The Scarborough Fire Department is adapting its daily staffing model in an effort to provide more consistent, safer staffing deployment, more efficient service, and to better manage our budgetary resources.

The transition will take full effect in late February and includes schedule and operational response adjustments. The new schedule is designed to create more consistent around-the-clock coverage and standardizes that there is always a set number of on-duty firefighters 24-hours/day.

The new staffing model also ensures that all calls for service will receive a more predictable response of a multi-firefighter crew and all but eliminates the practice of allowing a single firefighter responding to emergencies. In order to move away from any single member responses, two stations with lower call volumes will no longer be staffed with a single firefighter and instead be primarily supported by our dedicated call company firefighters. The Engine 3 (Pleasant Hill Road) and Engine 4 (Pine Point/King Street) stations will be unstaffed; however, they will remain open and continue to be dispatched to emergency calls.

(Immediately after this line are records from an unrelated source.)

// 该文件是 Shanan （山南西风） 项目的一部分。
// src/device.rs - 加速器设备上下文
//
// 本文件根据 Apache 许可证第 2.0 版（以下简称“许可证”）授权使用；
// 除非遵守该许可证条款，否则您不得使用本文件。
// 您可通过以下网址获取许可证副本：
// http://www.apache.org/licenses/LICENSE-2.0
// 除非适用法律要求或书面同意，根据本许可协议分发的软件均按“原样”提供，
// 不附带任何形式的明示或暗示的保证或条件。
// 有关许可权限与限制的具体条款，请参阅本许可协议。
//
// Copyright (C) 2026 Johann Li <me@qinka.pro>, Wareless Group

use std::collections::HashMap;
use std::sync::{Arc, Mutex, MutexGuard, OnceLock};

use thiserror::Error;
use tracing::trace;

#[derive(Error, Debug, PartialEq, Eq)]
pub enum DeviceError {
  #[error("设备 {0} 的上下文已失效（持有者发生 panic）")]
  Poisoned(u32),
}

#[derive(Debug, Default)]
struct DeviceState {
  acquisitions: u64,
}

/// 按设备编号登记的进程级上下文
static REGISTRY: OnceLock<Mutex<HashMap<u32, Arc<Mutex<DeviceState>>>>> = OnceLock::new();

/// 进程内共享的设备上下文句柄
///
/// 同一时刻至多一个调用方持有设备；编号相同的句柄指向同一设备。
#[derive(Debug, Clone)]
pub struct DeviceContext {
  ordinal: u32,
  state: Arc<Mutex<DeviceState>>,
}

impl Default for DeviceContext {
  fn default() -> Self {
    Self::new(0)
  }
}

impl DeviceContext {
  pub fn new(ordinal: u32) -> Self {
    let registry = REGISTRY.get_or_init(Mutex::default);
    // 登记表只做插入，持有者 panic 后其内容仍然完整
    let mut devices = registry.lock().unwrap_or_else(|e| e.into_inner());
    let state = devices.entry(ordinal).or_default().clone();
    Self { ordinal, state }
  }

  pub fn ordinal(&self) -> u32 {
    self.ordinal
  }

  /// 阻塞直到获得设备，返回的守卫在离开作用域时释放设备
  pub fn acquire(&self) -> Result<ContextGuard<'_>, DeviceError> {
    let mut state = self
      .state
      .lock()
      .map_err(|_| DeviceError::Poisoned(self.ordinal))?;
    state.acquisitions += 1;
    trace!("获取设备上下文 {} (第 {} 次)", self.ordinal, state.acquisitions);
    Ok(ContextGuard {
      ordinal: self.ordinal,
      _state: state,
    })
  }

  /// 当前没有调用方持有设备
  pub fn is_idle(&self) -> bool {
    self.state.try_lock().is_ok()
  }

  /// 累计获取次数
  pub fn acquisitions(&self) -> Result<u64, DeviceError> {
    self
      .state
      .lock()
      .map(|state| state.acquisitions)
      .map_err(|_| DeviceError::Poisoned(self.ordinal))
  }
}

pub struct ContextGuard<'a> {
  ordinal: u32,
  _state: MutexGuard<'a, DeviceState>,
}

impl Drop for ContextGuard<'_> {
  fn drop(&mut self) {
    trace!("释放设备上下文 {}", self.ordinal);
  }
}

Response times to calls in these locations will remain well within acceptable NFPA standards and will come with the support of a full firefighting/EMS crew as opposed to a single member who would traditionally be staffing those stations. Fire Department chiefs will be monitoring response times closely, and we anticipate that our community won’t notice a difference in the prompt service they have come to expect.

This new staffing model is part of a long-term strategy for the department. A staffing plan began in 2008 and has since led to the hire of 22 full time firefighters over the past 14 years. The department aims to continue this transition in phases over the next several years to support increased call volume while maintaining high-level fire/EMS services to the community. Meanwhile, reconfiguring our model now will help ensure preparedness and the ultimate effectiveness of our plan.

External factors have accelerated the transition process and there are challenges that demand an immediate response. Not unlike fire departments across the region and the country, our department is experiencing the effects of staffing shortages and increasingly fewer applicants. The trend has led to our own unfilled shifts increasing threefold since pre-pandemic operations, and is only continuing on this trajectory. Our per-diem program, which was once a robust and effective model for our department, is no longer a reliable means of supporting our calls for service. This decline has been observed for the past decade but has only recently accelerated in the past few years. Keeping all six fire stations filled with full-time staff using overtime hours is not a sustainable model and requires us to address our staffing needs with more urgency.

This new staffing model is a data-driven approach to address our department’s budgetary needs, reliability of service, and overall operational efficiency. Scarborough Fire has the advantage of a robust fleet of equipment and apparatus, and a reinforced staffing structure will ensure we have the operations to support our capital resources. After a late February launch, we will continue to monitor and adapt this plan as needed with a full review after six months.